Jonathan C. Jordan (born May 26, 1968) is a North Carolina politician and attorney who served as the legislator for the 93rd district of the North Carolina House of Representatives from 2011 to 2019. During his first term, Jordan served as the Deputy Majority Whip of the North Carolina House of Representatives. He was elected to office in the 2010 election defeating Cullie Tarleton by fewer than 800 votes.  He defeated Tarleton again in 2012 and was reelected in 2014 and 2016, before losing in the 2018 midterm election to Watauga County Democrat Ray Russell, a professor who won with the help of students on the campus of Appalachian State University. Jordan resides in Ashe County, North Carolina and has two children in the public schools. He is an attorney by profession.

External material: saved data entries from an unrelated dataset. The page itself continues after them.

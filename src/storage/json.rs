//! JSON file-based preference storage.
//!
//! Each slot lives in its own file inside the plugin data directory. Writes go to a
//! temporary sibling first and are then renamed over the target, so a crash never
//! leaves a half-written slot behind.
//!
//! # Layout
//!
//! ```text
//! <data dir>/
//! ├── favorites.json          ["recipe_uri_1", "recipe_uri_2"]
//! ├── ratings.json            {"recipe_uri_1": 4}
//! └── onboarding-completed    2026-01-01T12:00:00+00:00
//! ```

use crate::domain::error::{RecipeBoxError, Result};
use crate::domain::preferences::{FavoritesSet, RatingsMap};
use crate::storage::backend::PreferenceStore;
use serde::de::DeserializeOwned;
use serde::Serialize;
use std::path::{Path, PathBuf};

/// File name of the favorites slot.
pub const FAVORITES_FILE: &str = "favorites.json";

/// File name of the ratings slot.
pub const RATINGS_FILE: &str = "ratings.json";

/// File name of the onboarding flag. Its presence is the flag.
pub const ONBOARDING_FILE: &str = "onboarding-completed";

/// Directory-backed preference store.
///
/// Nothing is cached: loads read the file, saves overwrite it. The container keeps
/// the authoritative copy in memory.
#[derive(Debug, Clone)]
pub struct JsonStorage {
    dir: PathBuf,
}

impl JsonStorage {
    /// Opens (and creates if needed) a store rooted at `dir`.
    ///
    /// # Errors
    ///
    /// Returns an error if the directory cannot be created.
    ///
    /// # Examples
    ///
    /// ```no_run
    /// use recipe_box::storage::JsonStorage;
    /// use std::path::PathBuf;
    ///
    /// let storage = JsonStorage::new(PathBuf::from("/tmp/recipe-box"))?;
    /// # Ok::<(), Box<dyn std::error::Error>>(())
    /// ```
    pub fn new(dir: PathBuf) -> Result<Self> {
        tracing::debug!(path = ?dir, "initializing JSON storage");
        std::fs::create_dir_all(&dir)?;
        Ok(Self { dir })
    }

    /// Directory holding the slot files.
    #[must_use]
    pub fn dir(&self) -> &Path {
        &self.dir
    }

    fn slot_path(&self, name: &str) -> PathBuf {
        self.dir.join(name)
    }

    fn read_slot<T>(&self, name: &str) -> Result<T>
    where
        T: DeserializeOwned + Default,
    {
        let path = self.slot_path(name);
        if !path.exists() {
            tracing::trace!(slot = name, "slot not written yet");
            return Ok(T::default());
        }

        let contents = std::fs::read_to_string(&path)?;
        serde_json::from_str(&contents)
            .map_err(|e| RecipeBoxError::Storage(format!("failed to parse {name}: {e}")))
    }

    fn write_slot<T: Serialize>(&self, name: &str, value: &T) -> Result<()> {
        let json = serde_json::to_string_pretty(value)
            .map_err(|e| RecipeBoxError::Storage(format!("failed to serialize {name}: {e}")))?;
        write_atomic(&self.slot_path(name), json.as_bytes())
    }
}

/// Writes `contents` to a temporary sibling of `path`, then renames it into place.
///
/// # Errors
///
/// Returns an error if either the write or the rename fails.
fn write_atomic(path: &Path, contents: &[u8]) -> Result<()> {
    let tmp_path = path.with_extension("tmp");

    tracing::trace!(tmp_path = ?tmp_path, "writing to temporary file");
    std::fs::write(&tmp_path, contents)?;

    tracing::trace!(path = ?path, "renaming temporary file to final location");
    std::fs::rename(&tmp_path, path)?;
    Ok(())
}

impl PreferenceStore for JsonStorage {
    fn load_favorites(&self) -> Result<FavoritesSet> {
        let _span = tracing::debug_span!("json_load_favorites").entered();
        let favorites: FavoritesSet = self.read_slot(FAVORITES_FILE)?;
        tracing::debug!(count = favorites.len(), "favorites loaded");
        Ok(favorites)
    }

    fn save_favorites(&mut self, favorites: &FavoritesSet) -> Result<()> {
        let _span = tracing::debug_span!("json_save_favorites", count = favorites.len()).entered();
        self.write_slot(FAVORITES_FILE, favorites)
    }

    fn load_ratings(&self) -> Result<RatingsMap> {
        let _span = tracing::debug_span!("json_load_ratings").entered();
        let ratings: RatingsMap = self.read_slot(RATINGS_FILE)?;
        tracing::debug!(count = ratings.len(), "ratings loaded");
        Ok(ratings)
    }

    fn save_ratings(&mut self, ratings: &RatingsMap) -> Result<()> {
        let _span = tracing::debug_span!("json_save_ratings", count = ratings.len()).entered();
        self.write_slot(RATINGS_FILE, ratings)
    }

    fn onboarding_completed(&self) -> Result<bool> {
        Ok(self.slot_path(ONBOARDING_FILE).exists())
    }

    fn mark_onboarding_completed(&mut self) -> Result<()> {
        let _span = tracing::debug_span!("json_mark_onboarding_completed").entered();
        let stamp = chrono::Utc::now().to_rfc3339();
        write_atomic(&self.slot_path(ONBOARDING_FILE), stamp.as_bytes())
    }
}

Before his election in 2010 Jordan served as the Communications Director for the North Carolina Republican Party and as the County Attorney for Stokes County, North Carolina. He graduated from the University of North Carolina at Chapel Hill in 1996 with a JD/MPA (Juris Doctor/Master of Public Administration), from Vanderbilt University's Owen Graduate School of Management with an MBA, and Wake Forest University with a BA in Economics and Politics. He has served on the Boards of Directors of the Ashe County Chamber of Commerce, the Ashe County Home Builders Association, the Ashe County Pregnancy Care Center, as well as the Legal Aid of North Carolina Board.

Endorsements
In 2018, Jordan was listed as a Champion of the Family in the NC Values Coalition Scorecard. In 2016, Jordan was endorsed by the State Employee's Employees Political Action Committee (EMPAC) on their legislative endorsement page .

Background
Prior to running for office, Jordan worked for the John Locke Foundation, a state-based think tank.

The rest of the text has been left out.